Çünkü din tercihe bağlı olarak elde
edilen bir siyasal kurumlar takımından ibarettir. Tanrı’nın sözlerine eklenen
sayısız insan sözüne Tanrı kutsallığı atfedilerek oluşturulmuş bir iktidar kurumudur. Dolayısıyla da din hiçbir ulusa
herhangi bir “ülkü” veremez, kazandıramaz.
Bütün
bunlardan sonra siyasal milliyetçilik belki kendisine bir takım Arapça hedefler
veya şeriat sözcülüğü vazifesi biçebilir
ama o, gerçekte ancak sığ ve yakın
vadeli bir iktidar hedefi dışında “milli
ülkü” gibi büyük ve felsefi bir kavram tasavvur edemeyecek kadar sığ ve
geçicidir.
Bu
yüzden milliyetçiler, dünyayı Araplaştırmaktan başka bir işe yaramayacak tuhaf şeriat hedeflerini “ülkü” diye benimsemekten
vazgeçip dünyayı Türk’e göre etkilemek
ve değiştirmek için uğraşmalıdır.

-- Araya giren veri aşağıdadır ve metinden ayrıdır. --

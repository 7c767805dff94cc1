//! 读取 MCP79411 RTC 芯片中存储的 EUI-48 MAC 地址
//!
//! MCP79411 在 I2C 总线上有两个地址，0x6F 是 RTC/SRAM 部分，0x57 是 EEPROM 部分，
//! MAC 地址就存放在 EEPROM 受保护区域的 0xF2 ~ 0xF7 这 6 个字节中
//!
//! 读取的流程和 AT24 EEPROM 一样，先写 1 字节的地址，让芯片内部的地址指针指向 0xF2，再另起一次读操作读出 6 字节

use core::cell::Cell;

use critical_section::Mutex;
use embedded_hal::i2c::{Error, ErrorKind, I2c};

pub const MCP79411_EEPROM_ADDRESS: u8 = 0x57;
pub const MAC_ADDRESS_REGISTER: u8 = 0xF2;
pub const MAC_ADDRESS_LEN: usize = 6;

/// I2C 总线的频率
pub const I2C_BAUDRATE_HZ: u32 = 400_000;

#[derive(Debug, Clone, Copy, PartialEq, Eq, Default)]
pub struct MacAddress(pub [u8; MAC_ADDRESS_LEN]);

impl core::fmt::Display for MacAddress {
    fn fmt(&self, f: &mut core::fmt::Formatter<'_>) -> core::fmt::Result {
        let [a, b, c, d, e, g] = self.0;
        write!(f, "{a:02X}:{b:02X}:{c:02X}:{d:02X}:{e:02X}:{g:02X}")
    }
}

/// 先写寄存器地址，再读 6 字节
///
/// 每一步在芯片回 NACK 的时候都会重试（芯片可能还在忙），其它总线错误直接返回
pub fn read_mac_address<I: I2c>(i2c: &mut I) -> Result<MacAddress, I::Error> {
    retry_on_nack(|| i2c.write(MCP79411_EEPROM_ADDRESS, &[MAC_ADDRESS_REGISTER]))?;

    let mut buf = [0u8; MAC_ADDRESS_LEN];
    retry_on_nack(|| i2c.read(MCP79411_EEPROM_ADDRESS, &mut buf))?;

    Ok(MacAddress(buf))
}

fn retry_on_nack<E: Error>(mut op: impl FnMut() -> Result<(), E>) -> Result<(), E> {
    loop {
        match op() {
            Err(e) if matches!(e.kind(), ErrorKind::NoAcknowledge(_)) => continue,
            other => return other,
        }
    }
}

/// 只能写入一次的全局变量
pub struct StoredOnce<T> {
    inner: Mutex<Cell<Option<T>>>,
}

impl<T: Copy> StoredOnce<T> {
    pub const fn new() -> Self {
        Self {
            inner: Mutex::new(Cell::new(None)),
        }
    }

    /// 已经存过值的话，保留原值并返回 false
    pub fn store(&self, value: T) -> bool {
        critical_section::with(|cs| {
            let cell = self.inner.borrow(cs);
            if cell.get().is_some() {
                false
            } else {
                cell.set(Some(value));
                true
            }
        })
    }

    pub fn get(&self) -> Option<T> {
        critical_section::with(|cs| self.inner.borrow(cs).get())
    }
}

impl<T: Copy> Default for StoredOnce<T> {
    fn default() -> Self {
        Self::new()
    }
}
//! ADC 队列扫描
//!
//! ADC：Analog to Digital Converter，采样 GPIO 引脚上的模拟电压，并转换为数字值
//!
//! 这里我们把三个 channel 排成一个队列交给 ADC1，之后 ADC1 会自己一遍又一遍地按顺序转换它们，
//! 两次转换之间不需要 CPU 做任何事情，CPU 只负责把结果读出来
//!
//! 为了做到这一点，我们用的是 ADC 的 Injected Group（插入组）：
//!
//! - Injected Group 最多可以排 4 个 channel，而且每个位置都有自己的结果寄存器 JDR1 ~ JDR4，
//!   不像 Regular Group 所有结果都挤在同一个 DR 里，必须每转换完一个就赶紧读走
//! - CR1 的 JAUTO 位打开之后，Regular Group 每转换完一轮，Injected Group 就会被自动触发一轮
//! - 再打开 CR2 的 CONT 位，Regular Group 转换完就立刻重新开始，于是整个过程就一直循环下去了
//! - CR1 的 SCAN 位必须打开，否则 Injected Group 只会转换队列中的第一个 channel
//!
//! 要注意 JSQR 的排列方式：队列长度 JL+1 小于 4 时，转换是从 JSQ(4-JL) 开始的，
//! 比如 JL = 2 时，转换的顺序是 JSQ2、JSQ3、JSQ4，结果依次放进 JDR1、JDR2、JDR3
//!
//! 队列的行为由 s00_common 中的 QueuedScan 负责：
//!
//! - 队列的顺序就是转换的顺序，这里是 channel 7、6、5
//! - 每次读取都用新结果覆盖该 channel 上一次的结果，不保留历史值
//! - 没有接线的 channel 不会有结果
//!
//! 主循环没有任何延时，不停地读取结果寄存器，每个 channel 最新的结果被写入全局的 G_RESULTS 中，调试器可以随时查看这个变量
//!
//!
//! 引脚与 channel 的对应关系（见 datasheet 的 STM32F412xx pin definitions 表）：
//!
//! PA7 <-> ADC1_7
//! PA6 <-> ADC1_6
//! PA5 <-> ADC1_5
//!
//! 【重要】：analog 模式下的 GPIO 引脚都不是 FT 的，切勿输入高于 3.3V 的电压
//!
//! 时钟：我们直接使用默认的 16 MHz HSI，APB2 同样为 16 MHz，ADC 的预分频器为 /2，ADCCLK 为 8 MHz，在 0.6 MHz 到 36 MHz 的范围内

#![no_std]
#![no_main]

use core::sync::atomic::{AtomicU16, Ordering};

use demo_common::{
    adc::{QueuedRequest, QueuedScan},
    boot::{self, CpuSyncEvent},
};
use panic_rtt_target as _;
use rtt_target::{rprint, rprintln, rtt_init_print};
use stm32f4xx_hal::{
    gpio::{Analog, PA5, PA6, PA7},
    pac::{Peripherals, ADC1, ADC_COMMON, RCC},
    prelude::*,
};

/// 队列中的 channel，顺序即转换顺序
const QUEUED_CHANNELS: [u8; 3] = [7, 6, 5];

/// 这块板子上接了线的 channel
const WIRED_CHANNELS: [u8; 3] = [7, 6, 5];

/// Injected Group 的队列最多 4 项
const INJECTED_SLOTS: usize = 4;

/// 每读取这么多轮，才通过 RTT 打印一次，否则 RTT 的输出会拖慢主循环
const PRINT_EVERY: u32 = 10_000;

/// 每个 channel 最新的转换结果，下标与 QUEUED_CHANNELS 一一对应
static G_RESULTS: [AtomicU16; 3] = [AtomicU16::new(0), AtomicU16::new(0), AtomicU16::new(0)];

static G_CPU_SYNC: CpuSyncEvent = CpuSyncEvent::new();

/// ADC1 的 Injected Group，以及这块板子上实际接线的三个引脚
struct BoardAdc {
    adc: ADC1,
    wired: [bool; INJECTED_SLOTS],
    first_round_done: bool,
    _pins: (PA7<Analog>, PA6<Analog>, PA5<Analog>),
}

impl BoardAdc {
    fn new(
        adc: ADC1,
        rcc: &RCC,
        common: &ADC_COMMON,
        pins: (PA7<Analog>, PA6<Analog>, PA5<Analog>),
    ) -> Self {
        // 开启 ADC1 的时钟
        rcc.apb2enr.modify(|_, w| w.adc1en().enabled());

        // 将 ADCCLK 的预分频器设置为 /2 模式，APB2 的 16 MHz 降低为 8 MHz
        common.ccr.modify(|_, w| w.adcpre().div2());

        // 采样时间取最长的 480 个 ADCCLK 周期，这样对信号源的输出阻抗要求最低
        adc.smpr2.modify(|_, w| {
            w.smp5().cycles480();
            w.smp6().cycles480();
            w.smp7().cycles480();
            w
        });

        Self {
            adc,
            wired: [false; INJECTED_SLOTS],
            first_round_done: false,
            _pins: pins,
        }
    }
}

impl QueuedRequest for BoardAdc {
    fn start(&mut self, channels: &[u8]) {
        let Some(&first_channel) = channels.first() else {
            return;
        };
        let len = channels.len().min(INJECTED_SLOTS);
        let first_slot = INJECTED_SLOTS - len;

        for (wired, channel) in self.wired.iter_mut().zip(channels.iter().take(len)) {
            *wired = WIRED_CHANNELS.contains(channel);
        }

        // JSQR：Injected SeQuence Register
        // JL 为队列长度减 1
        self.adc.jsqr.write(|w| unsafe {
            w.jl().bits((len - 1) as u8);
            for (i, &channel) in channels.iter().take(len).enumerate() {
                match first_slot + i {
                    0 => w.jsq1().bits(channel),
                    1 => w.jsq2().bits(channel),
                    2 => w.jsq3().bits(channel),
                    _ => w.jsq4().bits(channel),
                };
            }
            w
        });

        // Regular Group 只是用来带动 Injected Group 的，放一个 channel 就够了，它的结果我们不读
        self.adc.sqr1.modify(|_, w| w.l().bits(0));
        self.adc
            .sqr3
            .modify(|_, w| unsafe { w.sq1().bits(first_channel) });

        self.adc.cr1.modify(|_, w| {
            w.scan().enabled();
            // JAUTO: Automatic Injected group conversion
            w.jauto().enabled();
            w
        });

        self.adc.cr2.modify(|_, w| {
            w.cont().continuous();
            w.adon().enabled();
            w
        });

        // ADON 之后要等待 t_STAB（最多 3 us）ADC 才能稳定
        cortex_m::asm::delay(100);

        // 只需要启动这一次，之后转换就会一直进行下去
        self.adc.cr2.modify(|_, w| w.swstart().start());
    }

    fn read_result(&mut self, position: usize) -> Option<u16> {
        // JEOC 置位说明 Injected Group 至少转换完了一整轮，在此之前 JDR 里都是 0
        if !self.first_round_done {
            if self.adc.sr.read().jeoc().bit_is_clear() {
                return None;
            }
            self.first_round_done = true;
        }

        if !self.wired.get(position).copied().unwrap_or(false) {
            return None;
        }

        let value = match position {
            0 => self.adc.jdr1().read().jdata().bits(),
            1 => self.adc.jdr2().read().jdata().bits(),
            2 => self.adc.jdr3().read().jdata().bits(),
            3 => self.adc.jdr4().read().jdata().bits(),
            _ => return None,
        };

        Some(value)
    }
}

#[cortex_m_rt::entry]
fn main() -> ! {
    rtt_init_print!();
    rprintln!("Start Program");

    boot::sync_cores(&G_CPU_SYNC, 0, 1);

    let dp = Peripherals::take().expect("Cannot Get Peripherals");

    let gpioa = dp.GPIOA.split();

    let mut adc = BoardAdc::new(
        dp.ADC1,
        &dp.RCC,
        &dp.ADC_COMMON,
        (
            gpioa.pa7.into_analog(),
            gpioa.pa6.into_analog(),
            gpioa.pa5.into_analog(),
        ),
    );

    let mut scan = QueuedScan::new(QUEUED_CHANNELS);
    scan.start(&mut adc);

    rprintln!("queued request started: {:?}", scan.channels());

    let mut round: u32 = 0;

    loop {
        scan.update(&mut adc);

        for (slot, result) in G_RESULTS.iter().zip(scan.results()) {
            if result.valid {
                slot.store(result.value, Ordering::Relaxed);
            }
        }

        if round % PRINT_EVERY == 0 {
            rprint!("\x1b[2K\r{}:", round);
            for (channel, slot) in QUEUED_CHANNELS.iter().zip(G_RESULTS.iter()) {
                let raw_value = slot.load(Ordering::Relaxed);
                // 参考电压为 3.3 V，12 bit 分辨率
                let voltage_value = raw_value as f32 / (2u32.pow(12) - 1) as f32 * 3.3;
                rprint!(" ch{} {:.3} V", channel, voltage_value);
            }
        }

        round = round.wrapping_add(1);
    }
}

Bunun içinde yapmaları gereken ilk şey,
kendilerine Arapların gözüyle bakmaktan vazgeçmektir.
Türk
milliyetçileri Türkçüler olarak akıllarını ve vicdanlarını artık siyasetin sığ
ve menfaatçi tasallutundan
kurtarmalıdır. Milliyetçiliğimizin
temeli o zaman bütün aydınlığıyla ortaya çıkacaktır.